Please output the entries below without altering a single character.

Entries taken from a collection:
##########

//! Path utilities for safe mirroring operations.
//!
//! Provides lexical path normalization and the self-containment guard
//! that stops a pass from hardlinking a directory into itself.

use std::path::{Component, Path, PathBuf};

/// Normalize a path by resolving `.` and `..` components lexically.
///
/// Symlinks are not resolved; `..` segments that would climb above the
/// path's root are kept as-is.
pub fn normalize_path(path: &Path) -> PathBuf {
    let mut parts: Vec<Component> = Vec::new();

    for component in path.components() {
        match component {
            Component::CurDir => {}
            Component::ParentDir => {
                if matches!(parts.last(), Some(Component::Normal(_))) {
                    parts.pop();
                } else if matches!(parts.last(), Some(Component::RootDir | Component::Prefix(_))) {
                    // `/..` stays at the root
                } else {
                    parts.push(component);
                }
            }
            other => parts.push(other),
        }
    }

    parts.iter().collect()
}

/// Resolve a possibly-relative path against the current working directory
/// and normalize it lexically.
pub fn absolutize(path: &Path) -> PathBuf {
    if path.is_absolute() {
        normalize_path(path)
    } else {
        let base = std::env::current_dir().unwrap_or_else(|_| PathBuf::from("."));
        normalize_path(&base.join(path))
    }
}

/// Check whether `dest` is the same path as `source` or nested inside it.
///
/// Both paths are absolutized and normalized before comparison, and the
/// prefix test is component-wise, so `/a/bc` is not considered inside
/// `/a/b`. A `true` result means the operation is unsafe and the entry
/// must be skipped.
pub fn is_self_contained(source: &Path, dest: &Path) -> bool {
    let source = absolutize(source);
    let dest = absolutize(dest);

    dest == source || dest.starts_with(&source)
}

#[cfg(test)]
mod tests {
    use super::*;

    #[test]
    fn test_normalize_path() {
        assert_eq!(
            normalize_path(Path::new("/a/./b/../c")),
            PathBuf::from("/a/c")
        );
        assert_eq!(
            normalize_path(Path::new("./src/../lib/file.rs")),
            PathBuf::from("lib/file.rs")
        );
        // climbing above the root is clamped
        assert_eq!(normalize_path(Path::new("/../x")), PathBuf::from("/x"));
        // relative paths keep leading parent components
        assert_eq!(normalize_path(Path::new("../x")), PathBuf::from("../x"));
    }

    #[test]
    fn test_self_containment_nested() {
        assert!(is_self_contained(Path::new("/a/b"), Path::new("/a/b/c")));
        assert!(is_self_contained(Path::new("/a/b"), Path::new("/a/b")));
        assert!(is_self_contained(
            Path::new("/a/b"),
            Path::new("/a/b/c/d/e")
        ));
    }

    #[test]
    fn test_self_containment_disjoint() {
        assert!(!is_self_contained(Path::new("/a/b"), Path::new("/x/y")));
        // sibling with a common name prefix is not containment
        assert!(!is_self_contained(Path::new("/a/b"), Path::new("/a/bc")));
        // destination above the source is fine
        assert!(!is_self_contained(Path::new("/a/b"), Path::new("/a")));
    }

    #[test]
    fn test_self_containment_sees_through_dot_segments() {
        assert!(is_self_contained(
            Path::new("/a/b"),
            Path::new("/a/./b/../b/c")
        ));
        assert!(!is_self_contained(
            Path::new("/a/b"),
            Path::new("/a/b/../other")
        ));
    }
}
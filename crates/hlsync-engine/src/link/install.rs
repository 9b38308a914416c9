//! Detection and best-effort installation of the external link utility.
//!
//! Directory hardlinks need the `hln` tool (hardlink-osx). Its absence
//! is not fatal: the caller keeps running and individual directory
//! operations fail on their own.

use std::process::Command;
use tracing::{info, warn};

use hlsync_core::error::{HlsyncError, SyncResult};

/// Name of the external hardlink utility
pub const HLN_TOOL: &str = "hln";

/// Check whether `tool` is reachable on PATH
pub fn is_installed(tool: &str) -> bool {
    which::which(tool).is_ok()
}

/// Ensure `tool` is installed, attempting `brew install hardlink-osx`
/// on macOS when it is missing.
pub fn ensure_installed(tool: &str) -> SyncResult<()> {
    if is_installed(tool) {
        return Ok(());
    }

    if cfg!(target_os = "macos") {
        info!("{} does not exist, installing via brew", tool);
        match Command::new("brew").args(["install", "hardlink-osx"]).output() {
            Ok(output) if output.status.success() && is_installed(tool) => {
                return Ok(());
            }
            Ok(output) => {
                warn!(
                    "brew install hardlink-osx failed: {}",
                    String::from_utf8_lossy(&output.stderr).trim()
                );
            }
            Err(e) => {
                warn!("could not run brew: {}", e);
            }
        }
    }

    Err(HlsyncError::ToolUnavailable {
        tool: tool.to_string(),
    })
}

##########

→ **EXERCISE SOLUTION**
//! Path utilities for safe mirroring operations.
//!
//! Provides lexical path normalization and the self-containment guard
//! that stops a pass from hardlinking a directory into itself.

use std::path::{Component, Path, PathBuf};

/// Normalize a path by resolving `.` and `..` components lexically.
///
/// Symlinks are not resolved; `..` segments that would climb above the
/// path's root are kept as-is.
pub fn normalize_path(path: &Path) -> PathBuf {
    let mut parts: Vec<Component> = Vec::new();

    for component in path.components() {
        match component {
            Component::CurDir => {}
            Component::ParentDir => {
                if matches!(parts.last(), Some(Component::Normal(_))) {
                    parts.pop();
                } else if matches!(parts.last(), Some(Component::RootDir | Component::Prefix(_))) {
                    // `/..` stays at the root
                } else {
                    parts.push(component);
                }
            }
            other => parts.push(other),
        }
    }

    parts.iter().collect()
}

/// Resolve a possibly-relative path against the current working directory
/// and normalize it lexically.
pub fn absolutize(path: &Path) -> PathBuf {
    if path.is_absolute() {
        normalize_path(path)
    } else {
        let base = std::env::current_dir().unwrap_or_else(|_| PathBuf::from("."));
        normalize_path(&base.join(path))
    }
}

/// Check whether `dest` is the same path as `source` or nested inside it.
///
/// Both paths are absolutized and normalized before comparison, and the
/// prefix test is component-wise, so `/a/bc` is not considered inside
/// `/a/b`. A `true` result means the operation is unsafe and the entry
/// must be skipped.
pub fn is_self_contained(source: &Path, dest: &Path) -> bool {
    let source = absolutize(source);
    let dest = absolutize(dest);

    dest == source || dest.starts_with(&source)
}

#[cfg(test)]
mod tests {
    use super::*;

    #[test]
    fn test_normalize_path() {
        assert_eq!(
            normalize_path(Path::new("/a/./b/../c")),
            PathBuf::from("/a/c")
        );
        assert_eq!(
            normalize_path(Path::new("./src/../lib/file.rs")),
            PathBuf::from("lib/file.rs")
        );
        // climbing above the root is clamped
        assert_eq!(normalize_path(Path::new("/../x")), PathBuf::from("/x"));
        // relative paths keep leading parent components
        assert_eq!(normalize_path(Path::new("../x")), PathBuf::from("../x"));
    }

    #[test]
    fn test_self_containment_nested() {
        assert!(is_self_contained(Path::new("/a/b"), Path::new("/a/b/c")));
        assert!(is_self_contained(Path::new("/a/b"), Path::new("/a/b")));
        assert!(is_self_contained(
            Path::new("/a/b"),
            Path::new("/a/b/c/d/e")
        ));
    }

    #[test]
    fn test_self_containment_disjoint() {
        assert!(!is_self_contained(Path::new("/a/b"), Path::new("/x/y")));
        // sibling with a common name prefix is not containment
        assert!(!is_self_contained(Path::new("/a/b"), Path::new("/a/bc")));
        // destination above the source is fine
        assert!(!is_self_contained(Path::new("/a/b"), Path::new("/a")));
    }

    #[test]
    fn test_self_containment_sees_through_dot_segments() {
        assert!(is_self_contained(
            Path::new("/a/b"),
            Path::new("/a/./b/../b/c")
        ));
        assert!(!is_self_contained(
            Path::new("/a/b"),
            Path::new("/a/b/../other")
        ));
    }
}
filename crates/hlsync-engine/src/link/install.rs
repository 9b38308a914416c9
//! Detection and best-effort installation of the external link utility.
//!
//! Directory hardlinks need the `hln` tool (hardlink-osx). Its absence
//! is not fatal: the caller keeps running and individual directory
//! operations fail on their own.

use std::process::Command;
use tracing::{info, warn};

use hlsync_core::error::{HlsyncError, SyncResult};

/// Name of the external hardlink utility
pub const HLN_TOOL: &str = "hln";

/// Check whether `tool` is reachable on PATH
pub fn is_installed(tool: &str) -> bool {
    which::which(tool).is_ok()
}

/// Ensure `tool` is installed, attempting `brew install hardlink-osx`
/// on macOS when it is missing.
pub fn ensure_installed(tool: &str) -> SyncResult<()> {
    if is_installed(tool) {
        return Ok(());
    }

    if cfg!(target_os = "macos") {
        info!("{} does not exist, installing via brew", tool);
        match Command::new("brew").args(["install", "hardlink-osx"]).output() {
            Ok(output) if output.status.success() && is_installed(tool) => {
                return Ok(());
            }
            Ok(output) => {
                warn!(
                    "brew install hardlink-osx failed: {}",
                    String::from_utf8_lossy(&output.stderr).trim()
                );
            }
            Err(e) => {
                warn!("could not run brew: {}", e);
            }
        }
    }

    Err(HlsyncError::ToolUnavailable {
        tool: tool.to_string(),
    })
}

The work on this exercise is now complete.